(Excerpted records Opens)

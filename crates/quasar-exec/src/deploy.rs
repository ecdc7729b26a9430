//! Contract deployment: upload the code, then instantiate it with
//! schema-checked constructor arguments.

use sha2::{Digest, Sha256};
use stellar_xdr::curr::{
    AccountId, ContractIdPreimage, ContractIdPreimageFromAddress, Hash, HashIdPreimage,
    HashIdPreimageContractId, LedgerKey, LedgerKeyContractCode, Limits, PublicKey, ScAddress,
    ScVal, Uint256, WriteXdr,
};
use tracing::{info, warn};

use quasar_compile::{
    contract_strkey, decode_account_id, decode_address, encode_address, ConstructorSchema, IrValue,
};

use crate::assembler::Invocation;
use crate::client::ContractClient;
use crate::error::{ContractError, InvokeFailure, RpcError};

/// A WASM to deploy plus its constructor arguments by name.
#[derive(Debug, Clone, Default)]
pub struct DeployRequest {
    pub wasm: Vec<u8>,
    pub constructor_args: Vec<(String, IrValue)>,
    /// Declared constructor parameters; read from the WASM when absent
    pub schema: Option<ConstructorSchema>,
    /// Contract id salt; derived from the deployer and sequence when absent
    pub salt: Option<[u8; 32]>,
}

impl DeployRequest {
    pub fn new(wasm: Vec<u8>) -> Self {
        Self {
            wasm,
            ..Default::default()
        }
    }

    pub fn with_arg(mut self, name: impl Into<String>, value: IrValue) -> Self {
        self.constructor_args.push((name.into(), value));
        self
    }

    pub fn with_schema(mut self, schema: ConstructorSchema) -> Self {
        self.schema = Some(schema);
        self
    }

    pub fn with_salt(mut self, salt: [u8; 32]) -> Self {
        self.salt = Some(salt);
        self
    }
}

/// A deployed contract.
#[derive(Debug, Clone, PartialEq, Eq)]
pub struct DeployResult {
    /// C... address of the new contract
    pub contract_id: String,
    /// Hex SHA-256 of the WASM
    pub wasm_hash: String,
    /// `None` when the code was already installed
    pub upload_hash: Option<String>,
    pub create_hash: Option<String>,
}

impl ContractClient {
    /// Install `request.wasm` if needed and create a contract from it.
    ///
    /// Constructor arguments are checked against the schema before any
    /// network call.
    pub async fn deploy(&self, request: DeployRequest) -> Result<DeployResult, InvokeFailure> {
        let schema = match request.schema {
            Some(schema) => schema,
            None => ConstructorSchema::from_wasm(&request.wasm)
                .map_err(|e| InvokeFailure::detached(e.into()))?,
        };
        let constructor_args = schema
            .validate(&request.constructor_args)
            .map_err(|e| InvokeFailure::detached(e.into()))?;

        let wasm_hash: [u8; 32] = Sha256::digest(&request.wasm).into();
        let deployer = self.source_address();

        let upload_hash = if self
            .code_exists(&wasm_hash)
            .await
            .map_err(|e| InvokeFailure::detached(e.into()))?
        {
            info!(wasm_hash = %hex::encode(wasm_hash), "code already installed; skipping upload");
            None
        } else {
            let tx = self
                .assemble(Invocation::UploadWasm { wasm: request.wasm })
                .await
                .map_err(InvokeFailure::detached)?;
            self.drive(tx, &[]).await?.hash
        };

        let source = self
            .context
            .rpc
            .get_account(&deployer)
            .await
            .map_err(|e| InvokeFailure::detached(e.into()))?;
        let salt = match request.salt {
            Some(salt) => salt,
            None => derive_salt(&deployer, &wasm_hash, source.sequence + 1)
                .map_err(InvokeFailure::detached)?,
        };

        let expected_id = contract_id(&self.context.network.network_id(), &deployer, &salt)
            .map_err(InvokeFailure::detached)?;
        let invocation = Invocation::CreateContract {
            deployer,
            wasm_hash,
            salt,
            constructor_args,
        };
        let tx = self
            .assemble_with(invocation, source)
            .map_err(InvokeFailure::detached)?;
        let created = self.drive(tx, &[]).await?;

        let contract_id = match &created.value {
            Some(ScVal::Address(address @ ScAddress::Contract(_))) => {
                let returned = encode_address(address)
                    .map_err(|e| InvokeFailure::detached(e.into()))?;
                if returned != expected_id {
                    warn!(%returned, expected = %expected_id, "network returned an unexpected contract id");
                }
                returned
            }
            _ => expected_id,
        };
        info!(%contract_id, "contract deployed");

        Ok(DeployResult {
            contract_id,
            wasm_hash: hex::encode(wasm_hash),
            upload_hash,
            create_hash: created.hash,
        })
    }

    async fn code_exists(&self, wasm_hash: &[u8; 32]) -> Result<bool, RpcError> {
        let key = LedgerKey::ContractCode(LedgerKeyContractCode {
            hash: Hash(*wasm_hash),
        })
        .to_xdr_base64(Limits::none())
        .map_err(|e| RpcError::Xdr(e.to_string()))?;

        let response = self.context.rpc.get_ledger_entries(&[key]).await?;
        Ok(response
            .get("entries")
            .and_then(|entries| entries.as_array())
            .is_some_and(|entries| !entries.is_empty()))
    }
}

/// Contract id of a contract created by `deployer` with `salt`.
pub fn contract_id(
    network_id: &[u8; 32],
    deployer: &str,
    salt: &[u8; 32],
) -> Result<String, ContractError> {
    let preimage = HashIdPreimage::ContractId(HashIdPreimageContractId {
        network_id: Hash(*network_id),
        contract_id_preimage: ContractIdPreimage::Address(ContractIdPreimageFromAddress {
            address: decode_address(deployer)?,
            salt: Uint256(*salt),
        }),
    });
    let hash: [u8; 32] = Sha256::digest(preimage.to_xdr(Limits::none())?).into();
    Ok(contract_strkey(&hash))
}

/// SHA-256(deployer key || wasm hash || sequence), unique per deployer transaction.
fn derive_salt(deployer: &str, wasm_hash: &[u8; 32], sequence: i64) -> Result<[u8; 32], ContractError> {
    let AccountId(PublicKey::PublicKeyTypeEd25519(Uint256(key))) = decode_account_id(deployer)?;

    let mut hasher = Sha256::new();
    hasher.update(key);
    hasher.update(wasm_hash);
    hasher.update(sequence.to_be_bytes());
    Ok(hasher.finalize().into())
}

// ---------------------------------------------------------------------------
// Tests
// ---------------------------------------------------------------------------

#[cfg(test)]
mod tests {
    use super::*;
    use std::sync::Arc;
    use std::time::Duration;

    use serde_json::json;
    use stellar_xdr::curr::{HostFunction, OperationBody, TransactionEnvelope};

    use quasar_compile::{ArgType, ParamSpec};

    use crate::config::{ClientOptions, Network};
    use crate::sign::TransactionSigner;
    use crate::testing::{keypair, sim_success, MockRpc};

    const WASM: &[u8] = b"\0asm\x01\0\0\0";

    fn client(rpc: &Arc<MockRpc>) -> ContractClient {
        ContractClient::new(rpc.clone(), Network::testnet(), Arc::new(keypair(1))).with_options(
            ClientOptions::default().with_poll(Duration::from_millis(100), Duration::from_secs(1)),
        )
    }

    fn host_function(envelope: &TransactionEnvelope) -> HostFunction {
        let TransactionEnvelope::Tx(v1) = envelope else {
            panic!("expected Tx envelope");
        };
        match &v1.tx.operations[0].body {
            OperationBody::InvokeHostFunction(op) => op.host_function.clone(),
            other => panic!("expected InvokeHostFunction, got {:?}", other),
        }
    }

    #[tokio::test]
    async fn uploads_then_creates() {
        let rpc = Arc::new(MockRpc::new(10));
        rpc.push_simulation(sim_success(&[], true, None));
        rpc.push_simulation(sim_success(&[], true, None));
        let schema = ConstructorSchema::new(vec![ParamSpec::required("admin", ArgType::Address)]);
        let admin = keypair(2).address();

        let result = client(&rpc)
            .deploy(
                DeployRequest::new(WASM.to_vec())
                    .with_schema(schema)
                    .with_arg("admin", IrValue::Address(admin))
                    .with_salt([7; 32]),
            )
            .await
            .unwrap();

        assert_eq!(rpc.send_calls(), 2);
        assert_eq!(rpc.ledger_calls(), 1);
        assert!(result.upload_hash.is_some());
        assert_eq!(result.wasm_hash, hex::encode(Sha256::digest(WASM)));

        let expected = contract_id(
            &Network::testnet().network_id(),
            &keypair(1).address(),
            &[7; 32],
        )
        .unwrap();
        assert_eq!(result.contract_id, expected);
        assert!(result.contract_id.starts_with('C'));

        let sent = rpc.sent();
        assert!(matches!(host_function(&sent[0]), HostFunction::UploadContractWasm(_)));
        match host_function(&sent[1]) {
            HostFunction::CreateContractV2(args) => {
                assert_eq!(args.constructor_args.len(), 1);
            }
            other => panic!("expected CreateContractV2, got {:?}", other),
        }
    }

    #[tokio::test]
    async fn skips_upload_when_code_exists() {
        let rpc = Arc::new(MockRpc::new(10));
        rpc.set_ledger_entries(json!({
            "entries": [{ "key": "AAAA", "xdr": "AAAA" }],
            "latestLedger": 1000
        }));
        rpc.push_simulation(sim_success(&[], true, None));

        let result = client(&rpc)
            .deploy(DeployRequest::new(WASM.to_vec()))
            .await
            .unwrap();
        assert!(result.upload_hash.is_none());
        assert_eq!(rpc.send_calls(), 1);
    }

    #[tokio::test]
    async fn returned_contract_id_wins() {
        let rpc = Arc::new(MockRpc::new(10));
        rpc.set_ledger_entries(json!({ "entries": [{}] }));
        let returned = ScAddress::Contract(stellar_xdr::curr::ContractId(Hash([9; 32])));
        rpc.push_simulation(sim_success(&[], true, Some(ScVal::Address(returned))));

        let result = client(&rpc)
            .deploy(DeployRequest::new(WASM.to_vec()))
            .await
            .unwrap();
        assert_eq!(result.contract_id, contract_strkey(&[9; 32]));
    }

    #[tokio::test]
    async fn bad_constructor_args_fail_before_network() {
        let rpc = Arc::new(MockRpc::new(10));
        let schema = ConstructorSchema::new(vec![ParamSpec::required("admin", ArgType::Address)]);

        let failure = client(&rpc)
            .deploy(DeployRequest::new(WASM.to_vec()).with_schema(schema.clone()))
            .await
            .unwrap_err();
        assert!(matches!(failure.error, ContractError::InvalidArgument(_)));
        assert!(failure.transaction.is_none());

        let failure = client(&rpc)
            .deploy(
                DeployRequest::new(WASM.to_vec())
                    .with_schema(schema)
                    .with_arg("admin", IrValue::U32(1)),
            )
            .await
            .unwrap_err();
        assert!(matches!(failure.error, ContractError::InvalidArgument(_)));

        assert_eq!(rpc.ledger_calls(), 0);
        assert_eq!(rpc.simulate_calls(), 0);
    }

    #[test]
    fn derived_salt_depends_on_sequence() {
        let deployer = keypair(1).address();
        let a = derive_salt(&deployer, &[1; 32], 11).unwrap();
        let b = derive_salt(&deployer, &[1; 32], 12).unwrap();
        assert_ne!(a, b);
    }
}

(Excerpted records Closes)

Exercise details:
Return only the number of lines in the data above that include the word "LedgerKeyContractCode".

Solution to this problem:
2